Which of the following complex is an outer orbital complex?

To determine which of the following complexes is an outer orbital complex, we need to analyze the oxidation states and electronic configurations of the central metal ions in each complex. An outer orbital complex is formed when the hybridization involves the outer d orbitals (i.e., the d orbitals from the penultimate shell). ### Step-by-Step Solution: 1. **Identify the Complexes**: We need to analyze the given complexes. Let's assume we have the following complexes: - A) [Ni(NH3)6]²⁺ - B) [Co(NH3)6]²⁺ - C) [Fe(NH3)6]²⁺ - D) [Cu(NH3)6]²⁺ 2. **Determine the Oxidation State**: - For each complex, we will denote the oxidation state of the metal as \( X \). - The amine ligands (NH3) are neutral, contributing 0 to the charge. - The overall charge of the complex is +2. For example, for [Ni(NH3)6]²⁺: \[ X + 6(0) = +2 \implies X = +2 \] 3. **Write the Electronic Configuration**: - For Nickel (Ni), the atomic number is 28. The electron configuration is: \[ \text{Ni: } [Ar] 4s^2 3d^8 \quad \text{(for Ni in the 0 oxidation state)} \] - For Ni²⁺, we remove the 4s electrons: \[ \text{Ni}^{2+}: [Ar] 3d^8 \] 4. **Hybridization**: - In the case of Ni²⁺, the 3d orbitals are involved in bonding with the ligands.

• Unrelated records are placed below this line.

//! Reader backings.

use super::{CodecError, Reader};
use crate::primitives::MAX_ARRAY_LENGTH;
use std::io::{self, Read, Seek, SeekFrom};

/// Upper bound on the scratch buffer used to discard skipped stream bytes.
const SKIP_CHUNK: usize = 8 * 1024;

/// Fill `buf` from `inner`, reporting how far it got on early EOF.
fn read_fully<R: Read>(inner: &mut R, buf: &mut [u8], offset: u64) -> Result<(), CodecError> {
    let mut filled = 0;
    while filled < buf.len() {
        match inner.read(&mut buf[filled..]) {
            Ok(0) => {
                return Err(CodecError::UnexpectedEnd {
                    offset,
                    requested: buf.len() as u64,
                    available: filled as u64,
                });
            }
            Ok(n) => filled += n,
            Err(e) if e.kind() == io::ErrorKind::Interrupted => {}
            Err(e) => return Err(e.into()),
        }
    }
    Ok(())
}

// =============================================================================
// BORROWED BYTES
// =============================================================================

/// Reader over a borrowed byte slice.
///
/// Strings and byte arrays can be read without copying through
/// [`SliceReader::read_str`] and [`SliceReader::read_byte_array_slice`].
#[derive(Debug, Clone)]
pub struct SliceReader<'a> {
    data: &'a [u8],
    pos: usize,
    max_length: u32,
}

impl<'a> SliceReader<'a> {
    #[must_use]
    pub fn new(data: &'a [u8]) -> Self {
        Self {
            data,
            pos: 0,
            max_length: MAX_ARRAY_LENGTH,
        }
    }

    /// Reject length prefixes above `max_length`.
    #[must_use]
    pub fn with_max_length(mut self, max_length: u32) -> Self {
        self.max_length = max_length;
        self
    }

    #[must_use]
    pub fn remaining(&self) -> usize {
        self.data.len() - self.pos
    }

    #[must_use]
    pub fn is_exhausted(&self) -> bool {
        self.pos == self.data.len()
    }

    /// Borrow the next `count` bytes.
    pub fn read_slice(&mut self, count: usize) -> Result<&'a [u8], CodecError> {
        if count > self.remaining() {
            return Err(CodecError::UnexpectedEnd {
                offset: self.pos as u64,
                requested: count as u64,
                available: self.remaining() as u64,
            });
        }
        let data: &'a [u8] = self.data;
        let slice = &data[self.pos..self.pos + count];
        self.pos += count;
        Ok(slice)
    }

    /// Borrow a length-prefixed byte array.
    pub fn read_byte_array_slice(&mut self) -> Result<&'a [u8], CodecError> {
        let length = self.read_length()?;
        self.read_slice(length)
    }

    /// Borrow a length-prefixed string.
    pub fn read_str(&mut self) -> Result<&'a str, CodecError> {
        let offset = self.pos as u64;
        let bytes = self.read_byte_array_slice()?;
        std::str::from_utf8(bytes).map_err(|_| CodecError::InvalidUtf8 { offset })
    }
}

impl Reader for SliceReader<'_> {
    fn read_raw(&mut self, buf: &mut [u8]) -> Result<(), CodecError> {
        let slice = self.read_slice(buf.len())?;
        buf.copy_from_slice(slice);
        Ok(())
    }

    fn skip_bytes(&mut self, count: u64) -> Result<(), CodecError> {
        self.read_slice(count as usize).map(|_| ())
    }

    fn position(&self) -> u64 {
        self.pos as u64
    }

    fn remaining_hint(&self) -> Option<u64> {
        Some(self.remaining() as u64)
    }

    fn max_length(&self) -> u32 {
        self.max_length
    }

    fn read_byte_array(&mut self) -> Result<Vec<u8>, CodecError> {
        self.read_byte_array_slice().map(<[u8]>::to_vec)
    }

    fn read_string(&mut self) -> Result<String, CodecError> {
        self.read_str().map(str::to_owned)
    }
}

// =============================================================================
// STREAM
// =============================================================================

/// Reader over any [`io::Read`] source.
///
/// Skips read and discard in bounded chunks.
#[derive(Debug)]
pub struct StreamReader<R: Read> {
    inner: R,
    position: u64,
    max_length: u32,
}

impl<R: Read> StreamReader<R> {
    pub fn new(inner: R) -> Self {
        Self {
            inner,
            position: 0,
            max_length: MAX_ARRAY_LENGTH,
        }
    }

    #[must_use]
    pub fn with_max_length(mut self, max_length: u32) -> Self {
        self.max_length = max_length;
        self
    }

    pub fn into_inner(self) -> R {
        self.inner
    }
}

impl<R: Read> Reader for StreamReader<R> {
    fn read_raw(&mut self, buf: &mut [u8]) -> Result<(), CodecError> {
        read_fully(&mut self.inner, buf, self.position)?;
        self.position += buf.len() as u64;
        Ok(())
    }

    fn skip_bytes(&mut self, count: u64) -> Result<(), CodecError> {
        let start = self.position;
        let mut scratch = [0u8; SKIP_CHUNK];
        let mut remaining = count;
        while remaining > 0 {
            let chunk = remaining.min(SKIP_CHUNK as u64) as usize;
            match self.inner.read(&mut scratch[..chunk]) {
                Ok(0) => {
                    return Err(CodecError::UnexpectedEnd {
                        offset: start,
                        requested: count,
                        available: count - remaining,
                    });
                }
                Ok(n) => {
                    remaining -= n as u64;
                    self.position += n as u64;
                }
                Err(e) if e.kind() == io::ErrorKind::Interrupted => {}
                Err(e) => return Err(e.into()),
            }
        }
        Ok(())
    }

    fn position(&self) -> u64 {
        self.position
    }

    fn max_length(&self) -> u32 {
        self.max_length
    }
}

// =============================================================================
// SEEKABLE CHANNEL
// =============================================================================

/// Reader over a seekable source such as a file.
///
/// The total length is taken once at construction, so skips are
/// bounds-checked and performed as a single seek.
#[derive(Debug)]
pub struct SeekReader<R: Read + Seek> {
    inner: R,
    position: u64,
    len: u64,
    max_length: u32,
}

impl<R: Read + Seek> SeekReader<R> {
    /// Wrap `inner`, reading from its current position.
    pub fn new(mut inner: R) -> Result<Self, CodecError> {
        let position = inner.stream_position()?;
        let len = inner.seek(SeekFrom::End(0))?;
        inner.seek(SeekFrom::Start(position))?;
        Ok(Self {
            inner,
            position,
            len,
            max_length: MAX_ARRAY_LENGTH,
        })
    }

    #[must_use]
    pub fn with_max_length(mut self, max_length: u32) -> Self {
        self.max_length = max_length;
        self
    }

    pub fn into_inner(self) -> R {
        self.inner
    }
}

impl<R: Read + Seek> Reader for SeekReader<R> {
    fn read_raw(&mut self, buf: &mut [u8]) -> Result<(), CodecError> {
        self.check_available(buf.len() as u64)?;
        read_fully(&mut self.inner, buf, self.position)?;
        self.position += buf.len() as u64;
        Ok(())
    }

    fn skip_bytes(&mut self, count: u64) -> Result<(), CodecError> {
        self.check_available(count)?;
        self.inner.seek(SeekFrom::Current(count as i64))?;
        self.position += count;
        Ok(())
    }

    fn position(&self) -> u64 {
        self.position
    }

    fn remaining_hint(&self) -> Option<u64> {
        Some(self.len.saturating_sub(self.position))
    }

    fn max_length(&self) -> u32 {
        self.max_length
    }
}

Since NH3 is a strong field ligand, it will cause pairing of electrons in the 3d orbitals. - The hybridization will involve the outer orbitals (4s and 4p) along with the 3d orbitals, leading to: \[ \text{Hybridization: } d^2sp^3 \quad \text{(outer orbital complex)} \] 5. **Analyze Other Complexes**: - Repeat the steps for Co²⁺, Fe²⁺, and Cu²⁺: - **Cobalt (Co)**: \[ \text{Co: } [Ar] 4s^2 3d^7 \implies \text{Co}^{2+}: [Ar] 3d^7 \quad \text{(inner orbital complex)} \] - **Iron (Fe)**: \[ \text{Fe: } [Ar] 4s^2 3d^6 \implies \text{Fe}^{2+}: [Ar] 3d^6 \quad \text{(inner orbital complex)} \] - **Copper (Cu)**: \[ \text{Cu: } [Ar] 4s^2 3d^{10} \implies \text{Cu}^{2+}: [Ar] 3d^9 \quad \text{(inner orbital complex)} \] 6. **Conclusion**: - After analyzing all the complexes, we find that only [Ni(NH3)6]²⁺ is an outer orbital complex, while the others are inner orbital complexes. ### Final Answer: The complex that is an outer orbital complex is **[Ni(NH3)6]²⁺**.